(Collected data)
------------------------------------
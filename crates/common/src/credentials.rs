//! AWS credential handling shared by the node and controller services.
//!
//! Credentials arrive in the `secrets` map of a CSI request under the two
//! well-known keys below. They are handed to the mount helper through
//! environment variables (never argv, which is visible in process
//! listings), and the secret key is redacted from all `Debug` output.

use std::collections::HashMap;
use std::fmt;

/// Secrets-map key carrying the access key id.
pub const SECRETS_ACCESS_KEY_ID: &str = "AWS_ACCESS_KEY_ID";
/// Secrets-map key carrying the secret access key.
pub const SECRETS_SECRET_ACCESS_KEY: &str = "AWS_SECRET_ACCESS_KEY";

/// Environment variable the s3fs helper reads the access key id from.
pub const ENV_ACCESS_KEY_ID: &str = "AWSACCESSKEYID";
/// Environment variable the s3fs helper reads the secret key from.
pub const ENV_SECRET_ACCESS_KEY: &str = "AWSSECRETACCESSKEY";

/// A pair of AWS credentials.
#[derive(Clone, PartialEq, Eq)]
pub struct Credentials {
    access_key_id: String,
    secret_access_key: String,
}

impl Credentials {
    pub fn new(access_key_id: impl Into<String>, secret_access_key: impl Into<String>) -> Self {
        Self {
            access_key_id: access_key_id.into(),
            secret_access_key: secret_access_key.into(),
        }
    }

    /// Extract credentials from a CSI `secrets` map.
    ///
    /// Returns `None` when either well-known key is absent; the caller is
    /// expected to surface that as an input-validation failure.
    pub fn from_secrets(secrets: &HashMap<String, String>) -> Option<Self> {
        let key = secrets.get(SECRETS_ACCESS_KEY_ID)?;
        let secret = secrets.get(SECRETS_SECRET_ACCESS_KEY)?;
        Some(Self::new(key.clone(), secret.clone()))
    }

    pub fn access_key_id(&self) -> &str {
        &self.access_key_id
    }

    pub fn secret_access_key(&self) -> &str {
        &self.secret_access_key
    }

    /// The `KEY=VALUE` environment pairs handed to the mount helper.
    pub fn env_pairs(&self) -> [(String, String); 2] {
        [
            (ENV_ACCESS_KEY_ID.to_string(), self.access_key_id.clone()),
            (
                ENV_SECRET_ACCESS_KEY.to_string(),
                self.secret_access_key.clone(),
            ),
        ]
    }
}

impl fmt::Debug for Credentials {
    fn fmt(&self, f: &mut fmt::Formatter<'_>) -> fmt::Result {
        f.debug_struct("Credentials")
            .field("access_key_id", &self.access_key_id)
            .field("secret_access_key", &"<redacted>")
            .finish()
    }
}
------------------------------------
Activity:
Write down again the exact lines running from the beginning of the data to the line containing "listings), and the", with both ends included.

Answer space:
filename crates/common/src/credentials.rs
//! AWS credential handling shared by the node and controller services.
//!
//! Credentials arrive in the `secrets` map of a CSI request under the two
//! well-known keys below. They are handed to the mount helper through
//! environment variables (never argv, which is visible in process
//! listings), and the secret key is redacted from all `Debug` output.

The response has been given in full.